For the casual user, who just wants to get an overview of the graphics stack’s performance, glmark2 comes with a predefined set of default benchmarks. For users that need to explore a particular aspect in more depth, we have made it trivial to specify and execute a custom set of benchmarks.
Regarding the actual benchmark content, we draw inspiration from typical applications that use OpenGL, like games, modern user interfaces and our own experience about important features. We have given glmark2 a focus on fundamental techniques used in 3D and 2.5D graphics, so most scenes are relatively simple, but we don’t shy way from other kinds of benchmarks. We already have low-level benchmarks for specific shader features, and we are planning to add high-level benchmarks involving more complex and visually intriguing scenes in the future.
The flexibility offered by our option-driven benchmarking approach lends itself naturally to another one of our goals: answering developer questions and providing best practices. “Should I use X or Y to get the best performance/quality/of both worlds on this class of hardware?” is a common form of question among developers. For example, we have implemented a benchmark to test how different methods of uploading data to the GPU (glBufferData vs glMapBuffer, interleaved buffers vs separate buffers etc) affect performance. We hope that the ease with which developers can use different options will make it painless to perform targeted tests and eventually provide best practices advice.
Besides measuring the graphics performance, we also care about output quality. That is, we want to validate the correctness of the graphics stack.

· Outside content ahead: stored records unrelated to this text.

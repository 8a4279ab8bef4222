//! Logging initialization

use tracing_subscriber::EnvFilter;

/// Initialize tracing with standard configuration
///
/// `RUST_LOG` wins when set, otherwise everything logs at info.
pub fn init_tracing() {
    init_tracing_with_level("info");
}

/// Initialize tracing with a default level such as `"debug"` or `"orderbook=trace,info"`
pub fn init_tracing_with_level(level: &str) {
    let filter = EnvFilter::try_from_default_env()
        .or_else(|_| EnvFilter::try_new(level))
        .unwrap_or_else(|_| EnvFilter::new("info"));

    // A second initialization (tests, embedded use) keeps the first subscriber
    let _ = tracing_subscriber::fmt()
        .with_env_filter(filter)
        .with_target(false)
        .with_thread_ids(false)
        .with_line_number(false)
        .try_init();
}
//! Row representation of stored orders

use crate::domain::encoding::sort_key;
use crate::domain::order::{Order, OrderError, OrderStatus, StoredOrder};
use chrono::Utc;
use ethers::types::{Address, H256};

/// Database representation of an order
#[derive(Debug, Clone, sqlx::FromRow)]
pub struct DbOrder {
    pub hash: String,
    pub status: i64,
    pub seller: String,
    pub sell_token: String,
    /// Sort-key form of the sold token id
    pub sell_token_id: String,
    pub ask_token: String,
    pub price_key: String,
    pub expiration_key: String,
    /// Full order as wire JSON
    pub body: String,
    pub received_at: String, // ISO 8601
    /// Unix millis of the last gossip announcement
    pub last_broadcast_at: Option<i64>,
}

impl DbOrder {
    pub fn from_order(order: &Order, status: OrderStatus) -> Result<Self, OrderError> {
        Ok(Self {
            hash: hash_key(order.hash),
            status: status.as_i64(),
            seller: address_key(order.seller),
            sell_token: address_key(order.sell.token),
            sell_token_id: sort_key(order.sell.amount_or_id),
            ask_token: address_key(order.ask.token),
            price_key: sort_key(order.ask.amount_or_id),
            expiration_key: sort_key(order.expiration),
            body: serde_json::to_string(order)?,
            received_at: Utc::now().to_rfc3339(),
            last_broadcast_at: None,
        })
    }

    pub fn order(&self) -> Result<Order, OrderError> {
        let order: Order = serde_json::from_str(&self.body)?;
        if hash_key(order.hash) != self.hash {
            return Err(OrderError::InvalidField {
                field: "body",
                reason: format!("body hash does not match row {}", self.hash),
            });
        }
        Ok(order)
    }

    pub fn into_stored(self) -> Result<StoredOrder, OrderError> {
        let order = self.order()?;
        Ok(StoredOrder {
            order,
            status: OrderStatus::from_i64(self.status)?,
            price_key: self.price_key,
            expiration_key: self.expiration_key,
        })
    }
}

/// Canonical text key of an order hash (lowercase, 0x-prefixed)
pub fn hash_key(hash: H256) -> String {
    format!("{:?}", hash)
}

/// Canonical text key of an address (lowercase, 0x-prefixed)
pub fn address_key(address: Address) -> String {
    format!("{:?}", address)
}

#[cfg(test)]
mod tests {
    use super::*;

    #[test]
    fn test_keys_are_lowercase_hex() {
        let address: Address = "0x82aF49447D8a07e3bd95BD0d56f35241523fBab1".parse().unwrap();
        assert_eq!(
            address_key(address),
            "0x82af49447d8a07e3bd95bd0d56f35241523fbab1"
        );
        assert_eq!(hash_key(H256::zero()).len(), 66);
    }
}
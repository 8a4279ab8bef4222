use crate::domain::hashing::{Eip712Domain, HashingScheme, OrderHasher};
use crate::domain::order::OrderKind;
use crate::domain::signature::SigningConvention;
use ethers::types::Address;
use serde::{Deserialize, Serialize};
use std::path::Path;
use std::time::Duration;
use thiserror::Error;
use tracing::info;

#[derive(Error, Debug)]
pub enum ConfigError {
    #[error("Failed to load config file: {0}")]
    FileError(#[from] std::io::Error),

    #[error("Failed to parse YAML: {0}")]
    YamlError(#[from] serde_yaml::Error),

    #[error("Environment variable not found: {0}")]
    EnvVarMissing(String),

    #[error("Invalid configuration: {0}")]
    ValidationError(String),
}

pub type Result<T> = std::result::Result<T, ConfigError>;

/// Orderbook node configuration
#[derive(Debug, Clone, Serialize, Deserialize)]
pub struct OrderbookConfig {
    #[serde(default)]
    pub database: DatabaseConfig,
    #[serde(default)]
    pub chain: ChainConfig,
    #[serde(default)]
    pub market: MarketConfig,
    #[serde(default)]
    pub hashing: HashingConfig,
    #[serde(default)]
    pub relay: RelayConfig,
    #[serde(default)]
    pub gossip: GossipConfig,
    #[serde(default)]
    pub sync: SyncConfig,
    /// Log level (error, warn, info, debug, trace)
    #[serde(default = "default_log_level")]
    pub log_level: String,
}

#[derive(Debug, Clone, Serialize, Deserialize)]
pub struct DatabaseConfig {
    pub url: String,
}

impl Default for DatabaseConfig {
    fn default() -> Self {
        Self {
            url: "sqlite://orderbook.db".to_string(),
        }
    }
}

#[derive(Debug, Clone, Serialize, Deserialize)]
pub struct ChainConfig {
    pub rpc_url: String,
    pub chain_id: u64,
    /// Marketplace contract answering `status(seller, hash)`
    pub marketplace_contract: Address,
    /// Per-call timeout for status and ownership reads
    #[serde(default = "default_rpc_timeout")]
    pub rpc_timeout_secs: u64,
}

impl Default for ChainConfig {
    fn default() -> Self {
        Self {
            rpc_url: "https://arb1.arbitrum.io/rpc".to_string(),
            chain_id: 42161,
            marketplace_contract: address_literal("a39ead9429ab35bfa7aa85786bcdda500a78155d"),
            rpc_timeout_secs: default_rpc_timeout(),
        }
    }
}

/// The single trade shape accepted by the validator
#[derive(Debug, Clone, Serialize, Deserialize)]
pub struct MarketConfig {
    /// Currency every listing must ask for
    pub ask_currency: Address,
    /// Numeric order kind (`currency` on the wire)
    #[serde(default)]
    pub supported_kind: u64,
    #[serde(default)]
    pub signing_convention: SigningConvention,
}

impl MarketConfig {
    pub fn supported_kind(&self) -> OrderKind {
        OrderKind::from(self.supported_kind)
    }
}

impl Default for MarketConfig {
    fn default() -> Self {
        Self {
            // WETH on Arbitrum
            ask_currency: address_literal("82af49447d8a07e3bd95bd0d56f35241523fbab1"),
            supported_kind: 0,
            signing_convention: SigningConvention::EthSign,
        }
    }
}

#[derive(Debug, Clone, Serialize, Deserialize)]
pub struct HashingConfig {
    #[serde(default)]
    pub scheme: HashingScheme,
    /// EIP-712 domain name, unused by the ABI scheme
    #[serde(default = "default_domain_name")]
    pub domain_name: String,
    #[serde(default = "default_domain_version")]
    pub domain_version: String,
}

impl Default for HashingConfig {
    fn default() -> Self {
        Self {
            scheme: HashingScheme::Abi,
            domain_name: default_domain_name(),
            domain_version: default_domain_version(),
        }
    }
}

#[derive(Debug, Clone, PartialEq, Eq, Serialize, Deserialize)]
pub struct RelayEndpoint {
    /// GET returns the relay's snapshot of orders
    pub get_url: String,
    /// POST accepts an array of orders
    pub post_url: String,
}

#[derive(Debug, Clone, Serialize, Deserialize)]
pub struct RelayConfig {
    #[serde(default = "default_relay_endpoints")]
    pub endpoints: Vec<RelayEndpoint>,
    #[serde(default = "default_relay_interval")]
    pub sync_interval_secs: u64,
    /// Orders processed per ingest step when handling a fetched snapshot
    #[serde(default = "default_relay_chunk")]
    pub chunk_size: usize,
    /// Orders per POST request
    #[serde(default = "default_max_post")]
    pub max_post: usize,
    #[serde(default = "default_http_timeout")]
    pub timeout_secs: u64,
}

impl Default for RelayConfig {
    fn default() -> Self {
        Self {
            endpoints: default_relay_endpoints(),
            sync_interval_secs: default_relay_interval(),
            chunk_size: default_relay_chunk(),
            max_post: default_max_post(),
            timeout_secs: default_http_timeout(),
        }
    }
}

#[derive(Debug, Clone, Serialize, Deserialize)]
pub struct GossipConfig {
    /// WebSocket pub/sub bridge; gossip stays in-process when unset
    #[serde(default)]
    pub ws_url: Option<String>,
    #[serde(default = "default_topic")]
    pub topic: String,
    #[serde(default = "default_reconnect_delay")]
    pub reconnect_delay_secs: u64,
}

impl Default for GossipConfig {
    fn default() -> Self {
        Self {
            ws_url: None,
            topic: default_topic(),
            reconnect_delay_secs: default_reconnect_delay(),
        }
    }
}

#[derive(Debug, Clone, Serialize, Deserialize)]
pub struct SyncConfig {
    #[serde(default = "default_reconcile_interval")]
    pub reconcile_interval_secs: u64,
    #[serde(default = "default_rebroadcast_interval")]
    pub rebroadcast_interval_secs: u64,
    /// An order is announced at most once per window
    #[serde(default = "default_rebroadcast_window")]
    pub rebroadcast_window_secs: u64,
    /// Open orders read per reconciliation page
    #[serde(default = "default_reconcile_batch")]
    pub reconcile_batch: u64,
    /// Orders resolved against the chain at the same time
    #[serde(default = "default_reconcile_concurrency")]
    pub reconcile_concurrency: usize,
    /// Reconcile newly stored orders right away
    #[serde(default = "default_true")]
    pub verify_on_ingest: bool,
    #[serde(default = "default_heartbeat")]
    pub heartbeat_interval_secs: u64,
}

impl SyncConfig {
    pub fn rebroadcast_window(&self) -> Duration {
        Duration::from_secs(self.rebroadcast_window_secs)
    }
}

impl Default for SyncConfig {
    fn default() -> Self {
        Self {
            reconcile_interval_secs: default_reconcile_interval(),
            rebroadcast_interval_secs: default_rebroadcast_interval(),
            rebroadcast_window_secs: default_rebroadcast_window(),
            reconcile_batch: default_reconcile_batch(),
            reconcile_concurrency: default_reconcile_concurrency(),
            verify_on_ingest: true,
            heartbeat_interval_secs: default_heartbeat(),
        }
    }
}

fn address_literal(hex_digits: &str) -> Address {
    let mut bytes = [0u8; 20];
    // Literals above are 40 valid hex digits
    if hex::decode_to_slice(hex_digits, &mut bytes).is_err() {
        return Address::zero();
    }
    Address::from(bytes)
}

fn default_log_level() -> String {
    "info".to_string()
}

fn default_rpc_timeout() -> u64 {
    15
}

fn default_domain_name() -> String {
    "SmolPuddle".to_string()
}

fn default_domain_version() -> String {
    "1".to_string()
}

fn default_relay_endpoints() -> Vec<RelayEndpoint> {
    vec![RelayEndpoint {
        get_url: "https://server.smolpuddle.io/get".to_string(),
        post_url: "https://server.smolpuddle.io/post".to_string(),
    }]
}

fn default_relay_interval() -> u64 {
    300
}

fn default_relay_chunk() -> usize {
    256
}

fn default_max_post() -> usize {
    1000
}

fn default_http_timeout() -> u64 {
    30
}

fn default_topic() -> String {
    "/smolpuddle-dev-v10/1/order".to_string()
}

fn default_reconnect_delay() -> u64 {
    5
}

fn default_reconcile_interval() -> u64 {
    300
}

fn default_rebroadcast_interval() -> u64 {
    120
}

fn default_rebroadcast_window() -> u64 {
    900
}

fn default_reconcile_batch() -> u64 {
    200
}

fn default_reconcile_concurrency() -> usize {
    16
}

fn default_true() -> bool {
    true
}

fn default_heartbeat() -> u64 {
    60
}

impl Default for OrderbookConfig {
    fn default() -> Self {
        Self {
            database: DatabaseConfig::default(),
            chain: ChainConfig::default(),
            market: MarketConfig::default(),
            hashing: HashingConfig::default(),
            relay: RelayConfig::default(),
            gossip: GossipConfig::default(),
            sync: SyncConfig::default(),
            log_level: default_log_level(),
        }
    }
}

impl OrderbookConfig {
    /// Load configuration from YAML file, .env and environment overrides
    pub fn load(config_path: impl AsRef<Path>) -> Result<Self> {
        let yaml_content = std::fs::read_to_string(config_path)?;

        // Load .env file
        dotenv::dotenv().ok(); // Don't fail if .env doesn't exist

        let mut config = Self::from_yaml_str(&yaml_content)?;
        config.apply_env_overrides();
        config.validate()?;

        Ok(config)
    }

    /// Parse YAML without touching the environment
    pub fn from_yaml_str(yaml: &str) -> Result<Self> {
        Ok(serde_yaml::from_str(yaml)?)
    }

    fn apply_env_overrides(&mut self) {
        if let Ok(db_url) = std::env::var("DATABASE_URL") {
            info!("Overriding database URL from environment variable");
            self.database.url = db_url;
        }

        if let Ok(rpc_url) = std::env::var("RPC_URL") {
            info!("Overriding RPC URL from environment variable");
            self.chain.rpc_url = rpc_url;
        }

        if let Ok(ws_url) = std::env::var("GOSSIP_WS_URL") {
            info!("Overriding gossip WebSocket URL from environment variable");
            self.gossip.ws_url = Some(ws_url);
        }
    }

    /// Validate configuration values
    pub fn validate(&self) -> Result<()> {
        if self.database.url.is_empty() {
            return Err(ConfigError::ValidationError(
                "database.url cannot be empty".to_string(),
            ));
        }

        if self.chain.rpc_url.is_empty() {
            return Err(ConfigError::ValidationError(
                "chain.rpc_url cannot be empty".to_string(),
            ));
        }

        if self.market.ask_currency.is_zero() {
            return Err(ConfigError::ValidationError(
                "market.ask_currency must be a token address".to_string(),
            ));
        }

        for endpoint in &self.relay.endpoints {
            if endpoint.get_url.is_empty() || endpoint.post_url.is_empty() {
                return Err(ConfigError::ValidationError(
                    "relay endpoints need both get_url and post_url".to_string(),
                ));
            }
        }

        if self.relay.chunk_size == 0 || self.relay.max_post == 0 {
            return Err(ConfigError::ValidationError(
                "relay.chunk_size and relay.max_post must be greater than 0".to_string(),
            ));
        }

        if self.relay.sync_interval_secs == 0
            || self.sync.reconcile_interval_secs == 0
            || self.sync.rebroadcast_interval_secs == 0
        {
            return Err(ConfigError::ValidationError(
                "sync intervals must be greater than 0".to_string(),
            ));
        }

        if self.sync.reconcile_batch == 0 || self.sync.reconcile_concurrency == 0 {
            return Err(ConfigError::ValidationError(
                "sync.reconcile_batch and sync.reconcile_concurrency must be greater than 0"
                    .to_string(),
            ));
        }

        if self.gossip.topic.is_empty() {
            return Err(ConfigError::ValidationError(
                "gossip.topic cannot be empty".to_string(),
            ));
        }

        let valid_levels = ["error", "warn", "info", "debug", "trace"];
        if !valid_levels.contains(&self.log_level.to_lowercase().as_str()) {
            return Err(ConfigError::ValidationError(format!(
                "log_level must be one of: {}",
                valid_levels.join(", ")
            )));
        }

        Ok(())
    }

    /// Seller key for binaries that sign orders, read from `PRIVATE_KEY`
    pub fn private_key() -> Result<String> {
        std::env::var("PRIVATE_KEY").map_err(|_| ConfigError::EnvVarMissing("PRIVATE_KEY".to_string()))
    }

    /// Hasher matching the configured scheme and contract
    pub fn hasher(&self) -> OrderHasher {
        match self.hashing.scheme {
            HashingScheme::Abi => OrderHasher::abi(),
            HashingScheme::Eip712 => OrderHasher::eip712(&Eip712Domain {
                name: self.hashing.domain_name.clone(),
                version: self.hashing.domain_version.clone(),
                chain_id: self.chain.chain_id,
                verifying_contract: self.chain.marketplace_contract,
            }),
        }
    }

    /// Log configuration summary
    pub fn log(&self) {
        info!("Configuration loaded:");
        info!("  Database URL: {}", self.database.url);
        info!("  RPC URL: {} (chain {})", self.chain.rpc_url, self.chain.chain_id);
        info!("  Marketplace: {:?}", self.chain.marketplace_contract);
        info!("  Ask currency: {:?}", self.market.ask_currency);
        info!("  Order kind: {}", self.market.supported_kind);
        info!("  Hashing: {:?} / signing: {:?}", self.hashing.scheme, self.market.signing_convention);
        info!("  Relay endpoints: {}", self.relay.endpoints.len());
        info!("  Relay sync interval: {} seconds", self.relay.sync_interval_secs);
        info!(
            "  Gossip: {} on {}",
            self.gossip.topic,
            self.gossip.ws_url.as_deref().unwrap_or("in-process")
        );
        info!("  Reconcile interval: {} seconds", self.sync.reconcile_interval_secs);
        info!(
            "  Rebroadcast: every {} seconds, window {} seconds",
            self.sync.rebroadcast_interval_secs, self.sync.rebroadcast_window_secs
        );
        info!("  Verify on ingest: {}", self.sync.verify_on_ingest);
        info!("  Log level: {}", self.log_level);
    }
}

#[cfg(test)]
mod tests {
    use super::*;

    #[test]
    fn test_defaults_are_valid() {
        let config = OrderbookConfig::default();
        assert!(config.validate().is_ok());
        assert_eq!(config.relay.chunk_size, 256);
        assert_eq!(config.relay.max_post, 1000);
        assert_eq!(
            config.market.ask_currency,
            "0x82aF49447D8a07e3bd95BD0d56f35241523fBab1".parse::<Address>().unwrap()
        );
        assert_eq!(config.hasher().scheme(), HashingScheme::Abi);
    }

    #[test]
    fn test_partial_yaml_fills_defaults() {
        let yaml = r#"
database:
  url: "sqlite::memory:"
hashing:
  scheme: eip712
sync:
  reconcile_interval_secs: 60
log_level: debug
"#;
        let config = OrderbookConfig::from_yaml_str(yaml).unwrap();

        assert_eq!(config.database.url, "sqlite::memory:");
        assert_eq!(config.sync.reconcile_interval_secs, 60);
        assert_eq!(config.sync.rebroadcast_window_secs, 900);
        assert_eq!(config.hasher().scheme(), HashingScheme::Eip712);
        assert_eq!(config.market.signing_convention, SigningConvention::EthSign);
        assert!(config.validate().is_ok());
    }

    #[test]
    fn test_config_validation() {
        let mut config = OrderbookConfig::default();

        config.log_level = "loud".to_string();
        assert!(config.validate().is_err());
        config.log_level = "info".to_string();

        config.relay.max_post = 0;
        assert!(config.validate().is_err());
        config.relay.max_post = 1000;

        config.market.ask_currency = Address::zero();
        assert!(config.validate().is_err());
    }
}
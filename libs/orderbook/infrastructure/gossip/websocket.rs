//! WebSocket pub/sub gossip client
//!
//! Talks to a topic-based relay bridge using JSON envelopes:
//!
//! - `{"type":"subscribe","topic":T}` sent after every (re)connect
//! - `{"type":"publish","topic":T,"payload":P}` for outgoing payloads
//! - `{"topic":T,"payload":P}` for incoming payloads
//!
//! Publishing fails while disconnected and when the outbox is full, so the
//! caller knows the payload never left the node.

use super::{GossipChannel, GossipError, Result};
use crate::infrastructure::shutdown::ShutdownManager;
use async_trait::async_trait;
use futures::{SinkExt, StreamExt};
use serde_json::{json, Value};
use std::sync::atomic::{AtomicBool, Ordering};
use std::sync::Arc;
use std::time::Duration;
use tokio::sync::{broadcast, mpsc};
use tokio_tungstenite::{connect_async, tungstenite::Message};
use tracing::{debug, info, trace, warn};

const INCOMING_CAPACITY: usize = 1024;
const OUTGOING_CAPACITY: usize = 256;

pub struct WebSocketGossip {
    incoming: broadcast::Sender<Value>,
    outgoing: mpsc::Sender<Value>,
    connected: Arc<AtomicBool>,
}

impl WebSocketGossip {
    /// Spawn the connection task; it runs until `shutdown` triggers
    pub fn spawn(
        url: impl Into<String>,
        topic: impl Into<String>,
        reconnect_delay: Duration,
        shutdown: ShutdownManager,
    ) -> Self {
        let (incoming, _) = broadcast::channel(INCOMING_CAPACITY);
        let (outgoing, outgoing_rx) = mpsc::channel(OUTGOING_CAPACITY);
        let connected = Arc::new(AtomicBool::new(false));

        let connection = Connection {
            url: url.into(),
            topic: topic.into(),
            reconnect_delay,
            shutdown,
            incoming: incoming.clone(),
            connected: connected.clone(),
        };
        tokio::spawn(connection.run(outgoing_rx));

        Self {
            incoming,
            outgoing,
            connected,
        }
    }
}

#[async_trait]
impl GossipChannel for WebSocketGossip {
    fn subscribe(&self) -> broadcast::Receiver<Value> {
        self.incoming.subscribe()
    }

    async fn publish(&self, payload: Value) -> Result<()> {
        if !self.is_connected() {
            return Err(GossipError::NotConnected);
        }
        self.outgoing.try_send(payload).map_err(|e| match e {
            mpsc::error::TrySendError::Full(_) => GossipError::QueueFull,
            mpsc::error::TrySendError::Closed(_) => GossipError::Closed,
        })
    }

    fn is_connected(&self) -> bool {
        self.connected.load(Ordering::Acquire)
    }
}

fn subscribe_message(topic: &str) -> Value {
    json!({ "type": "subscribe", "topic": topic })
}

fn publish_message(topic: &str, payload: Value) -> Value {
    json!({ "type": "publish", "topic": topic, "payload": payload })
}

/// Payload of an incoming envelope addressed to `topic`
fn parse_incoming(text: &str, topic: &str) -> Option<Value> {
    let mut envelope: Value = serde_json::from_str(text).ok()?;
    if envelope.get("topic").and_then(Value::as_str) != Some(topic) {
        return None;
    }
    envelope.get_mut("payload").map(Value::take)
}

struct Connection {
    url: String,
    topic: String,
    reconnect_delay: Duration,
    shutdown: ShutdownManager,
    incoming: broadcast::Sender<Value>,
    connected: Arc<AtomicBool>,
}

impl Connection {
    async fn run(self, mut outgoing_rx: mpsc::Receiver<Value>) {
        let mut reconnect_attempt: u64 = 0;

        while self.shutdown.is_running() {
            match connect_async(self.url.as_str()).await {
                Ok((ws_stream, _)) => {
                    info!(url = %self.url, topic = %self.topic, "Connected to gossip relay");
                    reconnect_attempt = 0;

                    let outcome = self.handle_connection(ws_stream, &mut outgoing_rx).await;
                    self.connected.store(false, Ordering::Release);
                    match outcome {
                        Ok(true) => {
                            debug!("All gossip handles dropped, closing connection task");
                            return;
                        }
                        Ok(false) => info!("Gossip connection closed"),
                        Err(e) => warn!(error = %e, "Gossip connection error"),
                    }
                }
                Err(e) => {
                    warn!(url = %self.url, error = %e, "Failed to connect to gossip relay");
                }
            }

            if !self.shutdown.is_running() {
                break;
            }

            reconnect_attempt += 1;
            info!(
                "Reconnecting gossip in {:?} (attempt {})",
                self.reconnect_delay, reconnect_attempt
            );
            self.shutdown.interruptible_sleep(self.reconnect_delay).await;
        }

        debug!("Gossip connection task exiting");
    }

    /// Returns `Ok(true)` once every publisher handle is gone
    async fn handle_connection(
        &self,
        ws_stream: tokio_tungstenite::WebSocketStream<
            tokio_tungstenite::MaybeTlsStream<tokio::net::TcpStream>,
        >,
        outgoing_rx: &mut mpsc::Receiver<Value>,
    ) -> Result<bool> {
        let (mut write, mut read) = ws_stream.split();

        write
            .send(Message::Text(subscribe_message(&self.topic).to_string()))
            .await
            .map_err(|e| GossipError::WebSocket(format!("Failed to subscribe: {}", e)))?;

        self.connected.store(true, Ordering::Release);

        let mut shutdown_check = tokio::time::interval(Duration::from_millis(250));

        loop {
            tokio::select! {
                frame = read.next() => match frame {
                    Some(Ok(Message::Text(text))) => self.deliver(&text),
                    Some(Ok(Message::Binary(data))) => match String::from_utf8(data) {
                        Ok(text) => self.deliver(&text),
                        Err(_) => trace!("Ignoring non-UTF-8 binary frame"),
                    },
                    Some(Ok(Message::Ping(data))) => {
                        write
                            .send(Message::Pong(data))
                            .await
                            .map_err(|e| GossipError::WebSocket(e.to_string()))?;
                    }
                    Some(Ok(Message::Close(_))) | None => return Ok(false),
                    Some(Ok(_)) => {}
                    Some(Err(e)) => return Err(GossipError::WebSocket(e.to_string())),
                },
                payload = outgoing_rx.recv() => match payload {
                    Some(payload) => {
                        let envelope = publish_message(&self.topic, payload);
                        write
                            .send(Message::Text(envelope.to_string()))
                            .await
                            .map_err(|e| GossipError::WebSocket(e.to_string()))?;
                    }
                    None => {
                        let _ = write.close().await;
                        return Ok(true);
                    }
                },
                _ = shutdown_check.tick() => {
                    if !self.shutdown.is_running() {
                        let _ = write.close().await;
                        return Ok(false);
                    }
                }
            }
        }
    }

    fn deliver(&self, text: &str) {
        match parse_incoming(text, &self.topic) {
            // Lagging or absent subscribers only lose this payload
            Some(payload) => {
                let _ = self.incoming.send(payload);
            }
            None => trace!("Ignoring frame for another topic"),
        }
    }
}
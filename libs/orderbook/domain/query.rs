//! Listing queries against the local order store

use super::order::{Order, OrderStatus};
use ethers::types::{Address, U256};
use serde::{Deserialize, Serialize};

#[derive(Debug, Clone, Copy, PartialEq, Eq, Default, Serialize, Deserialize)]
#[serde(rename_all = "snake_case")]
pub enum SortBy {
    /// Ask amount
    #[default]
    Price,
    /// Expiration, which doubles as listing time for new listings
    Expiration,
}

#[derive(Debug, Clone, Copy, PartialEq, Eq, Default, Serialize, Deserialize)]
#[serde(rename_all = "snake_case")]
pub enum Direction {
    #[default]
    Asc,
    Desc,
}

impl Direction {
    pub fn as_sql(self) -> &'static str {
        match self {
            Direction::Asc => "ASC",
            Direction::Desc => "DESC",
        }
    }
}

/// Sort choices offered to users browsing listings
#[derive(Debug, Clone, Copy, PartialEq, Eq, Serialize, Deserialize)]
#[serde(rename_all = "snake_case")]
pub enum ListingSort {
    LowHighPrice,
    HighLowPrice,
    RecentListing,
}

impl ListingSort {
    pub fn sort_and_direction(self) -> (SortBy, Direction) {
        match self {
            ListingSort::LowHighPrice => (SortBy::Price, Direction::Asc),
            ListingSort::HighLowPrice => (SortBy::Price, Direction::Desc),
            ListingSort::RecentListing => (SortBy::Expiration, Direction::Desc),
        }
    }
}

#[derive(Debug, Clone, PartialEq, Eq)]
pub struct OrderQuery {
    pub status: OrderStatus,
    /// Restrict to one NFT collection
    pub collection: Option<Address>,
    pub sort_by: SortBy,
    pub direction: Direction,
    /// Range start on the sort value: a floor when ascending, a ceiling when descending
    pub from: Option<U256>,
    pub offset: u64,
    pub limit: u64,
}

impl Default for OrderQuery {
    fn default() -> Self {
        Self {
            status: OrderStatus::Open,
            collection: None,
            sort_by: SortBy::Price,
            direction: Direction::Asc,
            from: None,
            offset: 0,
            limit: 10,
        }
    }
}

impl OrderQuery {
    pub fn open() -> Self {
        Self::default()
    }

    pub fn in_collection(mut self, collection: Address) -> Self {
        self.collection = Some(collection);
        self
    }

    pub fn sorted(mut self, sort: ListingSort) -> Self {
        let (sort_by, direction) = sort.sort_and_direction();
        self.sort_by = sort_by;
        self.direction = direction;
        self
    }

    pub fn starting_from(mut self, from: U256) -> Self {
        self.from = Some(from);
        self
    }

    pub fn page(mut self, offset: u64, limit: u64) -> Self {
        self.offset = offset;
        self.limit = limit;
        self
    }
}

/// One page of query results
#[derive(Debug, Clone, PartialEq, Eq, Default)]
pub struct OrderPage {
    pub orders: Vec<Order>,
    /// Distinct listed tokens matching the filter, across all pages
    pub total: u64,
}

Of course, we don’t want to perform validation manually, by having someone looking at pictures. We want the process to be automatic, ideally as part of our continuous integration efforts.
To handle validation in glmark2 we added a special mode in which we just draw the first frame of each benchmark and fuzzily compare some pixel values against expected reference values. We rely on the 3D pipeline being deterministic, so, if a single pixel is correct, chances are that all pixels are correct. Is this a 100% robust validation solution? No, but it is more than enough for our needs; it’s not our aim to provide a conformance suite.
Educating new developers
The last (but not least) goal we have for glmark2 is a surprising but important one: educating new developers. We found that one of the main issues developers have when trying to move to modern, programmable 3D APIs, and in particular OpenGL ES 2.0, is the lack of concrete information on how to work with the new APIs, like EGL, and, also, how to apply fundamental 3D techniques that were straightforward before, e.g., lighting. Due to our focus on benchmarks for fundamental techniques, we are actually providing clear examples of how to achieve useful results. We make a special effort to ensure that both the C++ and the shader code are understandable, including comments explaining why and how we are doing things. Developers can use the glmark2 code base as a launchpad to explore the wonders of modern 3D graphics.
Our journey with glmark2 has been very exciting so far, and the future looks brighter than ever! We are constantly working on new features, and the recent addition of support for Android has made glmark2 one of the most versatile Free Software 3D benchmarking tools available. You can learn more about what we are planning by visiting our blueprints page.
What are you waiting for? Grab glmark2 and start exploring!